Output each line of the data word for word, from the first through the line that holds "the next invocation", and leave off whatever follows.

* TASK MATERIAL *
-------------------------

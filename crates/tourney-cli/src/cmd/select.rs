use anyhow::Result;
use clap::Args;
use std::io::Write;
use std::path::Path;

use tourney_core::Tournament;
use tourney_core::store::StateStore;

use crate::cmd::persist;
use crate::output::{OutputMode, render, report_failure};

#[derive(Args, Debug, Default)]
pub struct SelectArgs {}

/// Execute `tn select`: Thompson-sample the next agent to evaluate.
///
/// The advanced random-source state is persisted so the next invocation
/// continues the same deterministic stream.
pub fn run_select(_args: &SelectArgs, output: OutputMode, project_root: &Path) -> Result<()> {
    let store = StateStore::new(project_root);
    let mut tournament = Tournament::from_state(store.load());

    let picked = match tournament.select_next() {
        Ok(picked) => picked,
        Err(err) => return Err(report_failure(output, err)),
    };

    persist(&store, &tournament.into_state());

    // Canonical JSON output is the bare agent id string.
    render(output, &picked, |id, w| writeln!(w, "{id}"))
}
//! Error taxonomy for tournament operations.
//!
//! Validation failures are terminal for the invocation: no partial
//! mutation, no partial persistence. Each variant maps to a stable
//! machine-readable code, a remediation hint, and the process exit code
//! the CLI reports.

/// Errors raised by tournament operations.
#[derive(Debug, Clone, PartialEq, thiserror::Error)]
pub enum TournamentError {
    /// A command argument was malformed or out of its allowed domain.
    #[error("invalid argument: {reason}")]
    InvalidArgument { reason: String },

    /// Any operation except `init`/`reset` before a tournament exists.
    #[error("tournament not initialized")]
    NotInitialized,

    /// `update` referenced an id outside the configured agent set.
    #[error("unknown agent id '{agent_id}'")]
    UnknownAgent { agent_id: String },

    /// `update` received a score outside `[0, 1]`.
    #[error("score {score} is outside [0.0, 1.0]")]
    ScoreOutOfRange { score: f64 },
}

impl TournamentError {
    /// Stable snake_case code for machine parsing.
    #[must_use]
    pub const fn error_code(&self) -> &'static str {
        match self {
            Self::InvalidArgument { .. } => "invalid_argument",
            Self::NotInitialized => "not_initialized",
            Self::UnknownAgent { .. } => "unknown_agent",
            Self::ScoreOutOfRange { .. } => "score_out_of_range",
        }
    }

    /// Remediation hint surfaced alongside the error message.
    #[must_use]
    pub const fn suggestion(&self) -> &'static str {
        match self {
            Self::InvalidArgument { .. } => "Check the command arguments and retry.",
            Self::NotInitialized => "Run `tn init --agents <n>` to start a tournament.",
            Self::UnknownAgent { .. } => {
                "Agent ids are agent_0 .. agent_{n-1}; see `tn status` for the roster."
            }
            Self::ScoreOutOfRange { .. } => "Scores must be within [0.0, 1.0].",
        }
    }

    /// Process exit code reported by the CLI for this failure.
    #[must_use]
    pub const fn exit_code(&self) -> u8 {
        match self {
            Self::InvalidArgument { .. } => 1,
            Self::NotInitialized => 2,
            Self::UnknownAgent { .. } => 3,
            Self::ScoreOutOfRange { .. } => 4,
        }
    }

    /// Shorthand constructor for argument-validation failures.
    #[must_use]
    pub fn invalid_argument(reason: impl Into<String>) -> Self {
        Self::InvalidArgument {
            reason: reason.into(),
        }
    }
}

-------------------------

* EXERCISE RESULT *
filename crates/tourney-cli/src/cmd/select.rs
use anyhow::Result;
use clap::Args;
use std::io::Write;
use std::path::Path;

use tourney_core::Tournament;
use tourney_core::store::StateStore;

use crate::cmd::persist;
use crate::output::{OutputMode, render, report_failure};

#[derive(Args, Debug, Default)]
pub struct SelectArgs {}

/// Execute `tn select`: Thompson-sample the next agent to evaluate.
///
/// The advanced random-source state is persisted so the next invocation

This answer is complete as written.